Conservation groups attacked the plan as a blueprint for wholesale logging of national forests that targets many of the largest, most fire-resistant trees that provide shelter for wildlife.

"It just doesn't make sense," said Barbara Boyle of the Sierra Club. "It's like telling someone who is on the operating table, 'I'm sorry, but you'll have to give up a kidney in order to pay for your heart bypass.' The only clear winner here is the timber companies."

The plan would allow loggers to reduce tree cover to reduce fire risk in areas where the California spotted owl nests and forages. Under the latest plan, if logging occurs in a designated owl habitat area, a compatible area nearby must be set aside for the owls to move to, said Matt Mathes, spokesman for the Forest Service in California.

Biologists are concerned that though the plan specifies a goal of 50% canopy cover in owl habitat, it would let that drop to 40% in some circumstances.

Jared Verner, a retired Forest Service owl expert, said spotted owls require at least 50% cover where they forage and much more in nesting areas. "I'm concerned about the canopy cover issue," he said. "There is a direct relationship between the success of owl nesting and canopy."

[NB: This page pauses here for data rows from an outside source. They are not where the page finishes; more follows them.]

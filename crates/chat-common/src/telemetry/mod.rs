//! Telemetry and tracing setup

mod tracing_setup;

pub use tracing_setup::{try_init_tracing, TracingConfig, TracingError};
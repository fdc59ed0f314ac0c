//! Handler error types

use chat_cache::CacheError;
use thiserror::Error;

/// Why a single dispatch event could not be applied
///
/// Neither variant tears down the connection; the event is logged and skipped.
#[derive(Debug, Error)]
pub enum HandlerError {
    /// Payload did not match the expected shape
    #[error("Invalid payload: {0}")]
    InvalidPayload(#[from] serde_json::Error),

    /// A field the cache needs was absent
    #[error("Missing field: {0}")]
    MissingField(&'static str),

    /// The event references an entity whose parent is not cached
    #[error("Cache consistency error: {0}")]
    Cache(#[from] CacheError),
}

impl HandlerError {
    /// Whether this points at a missed event or an ordering bug
    pub fn is_consistency_error(&self) -> bool {
        matches!(self, Self::Cache(_))
    }
}

/// Handler result type
pub type HandlerResult<T> = Result<T, HandlerError>;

Eubanks of the Forest Service said that even though the agency's own analysis projects that the plan will fragment and degrade owl habitat over the next 20 years, in the long run forest regrowth will sustain the birds.

The management blueprint calls for a harvest of up to 448 million board-feet annually, about three times the current permissible logging level, Eubanks said, on the 11.5 million acres of national forest in the Sierra.

The plan would allow the removal of trees up to 29 inches in diameter. Conservationists argue that in cutting trees that large, the Forest Service will increase fire risk by encouraging the removal of some of the hardiest trees in the forest.

But David Bischel, president of the California Forestry Assn., called the plan a "win-win" strategy. "This protects the forest from catastrophic wildfire and improves employment in rural forest-dependent communities," he said.

The Forest Service projects nearly 1,900 jobs will be created by the plan and $57 million in earnings will be generated over 10 years.